# [Collected data entries]
-------
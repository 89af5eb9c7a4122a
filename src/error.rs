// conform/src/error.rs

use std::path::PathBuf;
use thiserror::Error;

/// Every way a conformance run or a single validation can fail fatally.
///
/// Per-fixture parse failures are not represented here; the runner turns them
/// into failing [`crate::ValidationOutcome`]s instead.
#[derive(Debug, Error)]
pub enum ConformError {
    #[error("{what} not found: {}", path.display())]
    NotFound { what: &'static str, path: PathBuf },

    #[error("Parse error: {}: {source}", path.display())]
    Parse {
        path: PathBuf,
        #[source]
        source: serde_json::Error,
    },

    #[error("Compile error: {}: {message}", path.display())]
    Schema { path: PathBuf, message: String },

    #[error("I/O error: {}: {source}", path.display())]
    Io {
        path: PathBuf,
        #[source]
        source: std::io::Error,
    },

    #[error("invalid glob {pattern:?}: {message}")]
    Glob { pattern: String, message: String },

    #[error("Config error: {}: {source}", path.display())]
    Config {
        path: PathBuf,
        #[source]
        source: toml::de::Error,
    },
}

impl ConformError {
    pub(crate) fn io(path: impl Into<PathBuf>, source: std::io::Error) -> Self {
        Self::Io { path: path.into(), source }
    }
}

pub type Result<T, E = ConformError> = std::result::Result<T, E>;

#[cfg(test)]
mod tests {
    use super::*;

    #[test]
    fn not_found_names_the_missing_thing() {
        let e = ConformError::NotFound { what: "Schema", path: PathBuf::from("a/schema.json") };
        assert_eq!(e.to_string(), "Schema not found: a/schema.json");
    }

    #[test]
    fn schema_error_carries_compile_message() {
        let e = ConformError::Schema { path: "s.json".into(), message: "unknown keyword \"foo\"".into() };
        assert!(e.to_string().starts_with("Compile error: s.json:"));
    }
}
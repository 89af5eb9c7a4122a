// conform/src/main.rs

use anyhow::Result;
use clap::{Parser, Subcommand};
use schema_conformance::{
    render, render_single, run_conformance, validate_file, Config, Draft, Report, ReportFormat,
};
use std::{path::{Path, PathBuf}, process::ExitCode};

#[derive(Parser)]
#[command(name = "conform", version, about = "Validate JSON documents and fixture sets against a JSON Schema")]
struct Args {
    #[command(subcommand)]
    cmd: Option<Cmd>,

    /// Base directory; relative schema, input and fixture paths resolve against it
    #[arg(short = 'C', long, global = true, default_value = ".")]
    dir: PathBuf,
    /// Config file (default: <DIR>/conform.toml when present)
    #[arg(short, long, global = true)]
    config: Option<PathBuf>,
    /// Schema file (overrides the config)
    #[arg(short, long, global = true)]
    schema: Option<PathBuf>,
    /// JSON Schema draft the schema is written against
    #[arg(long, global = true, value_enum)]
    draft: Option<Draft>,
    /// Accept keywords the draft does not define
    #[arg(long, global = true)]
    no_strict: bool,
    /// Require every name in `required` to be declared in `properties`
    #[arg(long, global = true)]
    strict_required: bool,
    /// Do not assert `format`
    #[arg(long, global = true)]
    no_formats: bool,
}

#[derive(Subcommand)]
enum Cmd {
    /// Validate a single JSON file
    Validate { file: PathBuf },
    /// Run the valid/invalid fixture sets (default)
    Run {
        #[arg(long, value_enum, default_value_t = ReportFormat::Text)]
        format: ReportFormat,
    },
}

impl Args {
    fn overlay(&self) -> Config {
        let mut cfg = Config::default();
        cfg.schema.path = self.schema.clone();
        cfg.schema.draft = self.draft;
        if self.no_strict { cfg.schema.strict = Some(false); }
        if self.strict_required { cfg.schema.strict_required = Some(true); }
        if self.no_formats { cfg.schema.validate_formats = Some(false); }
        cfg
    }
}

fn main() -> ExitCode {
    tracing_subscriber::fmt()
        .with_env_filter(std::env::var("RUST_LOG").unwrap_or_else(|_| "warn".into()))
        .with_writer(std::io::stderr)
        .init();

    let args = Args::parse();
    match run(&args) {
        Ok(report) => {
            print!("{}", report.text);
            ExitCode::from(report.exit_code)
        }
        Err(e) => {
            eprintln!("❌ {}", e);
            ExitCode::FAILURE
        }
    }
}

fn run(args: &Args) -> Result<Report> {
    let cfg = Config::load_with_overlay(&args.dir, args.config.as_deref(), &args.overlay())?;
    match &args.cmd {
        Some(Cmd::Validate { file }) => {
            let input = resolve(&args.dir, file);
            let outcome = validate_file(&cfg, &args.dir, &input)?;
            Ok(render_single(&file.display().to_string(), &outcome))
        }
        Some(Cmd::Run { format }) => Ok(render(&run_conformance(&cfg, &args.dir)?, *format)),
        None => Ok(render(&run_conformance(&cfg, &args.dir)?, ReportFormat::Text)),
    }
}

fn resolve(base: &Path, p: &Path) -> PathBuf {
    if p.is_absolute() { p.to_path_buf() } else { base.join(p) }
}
-------
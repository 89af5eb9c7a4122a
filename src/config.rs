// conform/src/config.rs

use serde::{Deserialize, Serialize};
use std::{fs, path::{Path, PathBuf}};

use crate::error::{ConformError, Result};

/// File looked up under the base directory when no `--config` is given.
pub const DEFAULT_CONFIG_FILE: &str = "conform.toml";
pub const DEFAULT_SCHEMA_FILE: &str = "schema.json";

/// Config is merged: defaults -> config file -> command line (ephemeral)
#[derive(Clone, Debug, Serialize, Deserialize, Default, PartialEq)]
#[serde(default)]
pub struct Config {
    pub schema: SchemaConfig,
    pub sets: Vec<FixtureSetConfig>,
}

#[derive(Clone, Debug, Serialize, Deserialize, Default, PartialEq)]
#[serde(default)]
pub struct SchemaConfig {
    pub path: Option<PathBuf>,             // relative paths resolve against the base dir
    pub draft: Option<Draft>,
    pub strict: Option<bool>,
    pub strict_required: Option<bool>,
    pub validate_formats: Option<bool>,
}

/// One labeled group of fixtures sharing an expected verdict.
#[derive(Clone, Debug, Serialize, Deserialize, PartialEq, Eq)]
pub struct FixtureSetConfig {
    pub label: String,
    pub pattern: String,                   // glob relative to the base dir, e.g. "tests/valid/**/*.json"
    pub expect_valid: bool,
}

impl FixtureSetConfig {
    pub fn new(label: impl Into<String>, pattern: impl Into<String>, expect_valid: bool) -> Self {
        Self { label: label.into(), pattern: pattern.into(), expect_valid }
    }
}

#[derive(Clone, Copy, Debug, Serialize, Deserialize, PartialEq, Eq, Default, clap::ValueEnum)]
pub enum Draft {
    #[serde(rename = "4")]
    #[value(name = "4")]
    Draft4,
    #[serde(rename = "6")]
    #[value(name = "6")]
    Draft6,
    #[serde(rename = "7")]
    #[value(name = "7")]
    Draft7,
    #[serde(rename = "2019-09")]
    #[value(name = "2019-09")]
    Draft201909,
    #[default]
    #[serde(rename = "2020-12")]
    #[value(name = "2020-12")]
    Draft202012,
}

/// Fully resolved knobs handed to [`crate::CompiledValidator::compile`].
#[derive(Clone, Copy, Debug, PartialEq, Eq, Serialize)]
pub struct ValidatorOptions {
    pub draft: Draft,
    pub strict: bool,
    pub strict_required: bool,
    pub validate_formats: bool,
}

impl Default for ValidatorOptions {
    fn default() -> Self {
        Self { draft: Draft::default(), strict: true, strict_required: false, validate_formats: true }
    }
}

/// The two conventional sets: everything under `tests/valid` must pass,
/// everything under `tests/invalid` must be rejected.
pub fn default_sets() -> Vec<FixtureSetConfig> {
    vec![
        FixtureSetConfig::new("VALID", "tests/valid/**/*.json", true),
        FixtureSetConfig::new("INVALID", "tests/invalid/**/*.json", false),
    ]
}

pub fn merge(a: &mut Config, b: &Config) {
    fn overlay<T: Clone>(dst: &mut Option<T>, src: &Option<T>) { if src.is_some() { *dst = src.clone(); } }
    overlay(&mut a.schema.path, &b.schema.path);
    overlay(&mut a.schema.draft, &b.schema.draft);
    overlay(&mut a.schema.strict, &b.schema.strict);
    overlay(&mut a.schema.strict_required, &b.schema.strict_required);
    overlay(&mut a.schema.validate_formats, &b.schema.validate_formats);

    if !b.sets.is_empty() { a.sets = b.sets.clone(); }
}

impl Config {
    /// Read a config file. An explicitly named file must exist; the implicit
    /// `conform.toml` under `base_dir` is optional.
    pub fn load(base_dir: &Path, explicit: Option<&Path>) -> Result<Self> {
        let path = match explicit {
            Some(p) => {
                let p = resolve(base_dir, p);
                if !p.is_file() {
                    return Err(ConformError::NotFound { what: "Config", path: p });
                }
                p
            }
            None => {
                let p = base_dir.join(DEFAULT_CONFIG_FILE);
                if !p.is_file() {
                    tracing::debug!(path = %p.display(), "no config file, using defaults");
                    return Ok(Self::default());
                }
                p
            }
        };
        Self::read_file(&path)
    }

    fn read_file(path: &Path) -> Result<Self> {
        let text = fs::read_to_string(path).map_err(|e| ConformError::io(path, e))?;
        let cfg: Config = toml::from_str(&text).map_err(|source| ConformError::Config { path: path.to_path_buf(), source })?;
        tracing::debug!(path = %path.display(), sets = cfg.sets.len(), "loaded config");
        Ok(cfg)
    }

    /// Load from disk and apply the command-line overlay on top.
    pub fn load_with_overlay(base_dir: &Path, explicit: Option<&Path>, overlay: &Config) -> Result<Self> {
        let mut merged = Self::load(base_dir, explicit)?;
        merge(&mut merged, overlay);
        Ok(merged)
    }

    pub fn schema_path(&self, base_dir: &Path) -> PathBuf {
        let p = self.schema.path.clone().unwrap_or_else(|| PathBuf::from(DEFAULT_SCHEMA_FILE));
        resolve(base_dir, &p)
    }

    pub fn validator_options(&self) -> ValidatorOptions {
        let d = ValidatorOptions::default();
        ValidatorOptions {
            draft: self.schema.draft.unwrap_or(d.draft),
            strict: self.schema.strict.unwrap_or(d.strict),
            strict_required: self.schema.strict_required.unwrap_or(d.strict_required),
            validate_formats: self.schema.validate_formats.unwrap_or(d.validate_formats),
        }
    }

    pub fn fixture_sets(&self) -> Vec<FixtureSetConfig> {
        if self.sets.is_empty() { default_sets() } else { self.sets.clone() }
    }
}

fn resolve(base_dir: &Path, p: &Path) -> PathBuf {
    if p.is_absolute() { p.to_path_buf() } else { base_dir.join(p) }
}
-------
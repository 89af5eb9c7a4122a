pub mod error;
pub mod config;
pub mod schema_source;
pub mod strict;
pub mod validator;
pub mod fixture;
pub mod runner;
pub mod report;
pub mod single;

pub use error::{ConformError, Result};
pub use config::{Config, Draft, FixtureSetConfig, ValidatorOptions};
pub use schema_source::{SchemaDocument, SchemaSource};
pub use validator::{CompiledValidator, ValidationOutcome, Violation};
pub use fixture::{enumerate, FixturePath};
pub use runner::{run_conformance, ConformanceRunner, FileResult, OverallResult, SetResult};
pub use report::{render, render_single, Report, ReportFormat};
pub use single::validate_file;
-------
# [PROMPT]
Return the span of lines in the data above that opens at the line with "fixture sets (default)" and closes at the line with "let mut cfg = Config::default();", exactly, ends included, nothing else.

# [RESULT OF THIS TASK]
    /// Run the valid/invalid fixture sets (default)
    Run {
        #[arg(long, value_enum, default_value_t = ReportFormat::Text)]
        format: ReportFormat,
    },
}

impl Args {
    fn overlay(&self) -> Config {
        let mut cfg = Config::default();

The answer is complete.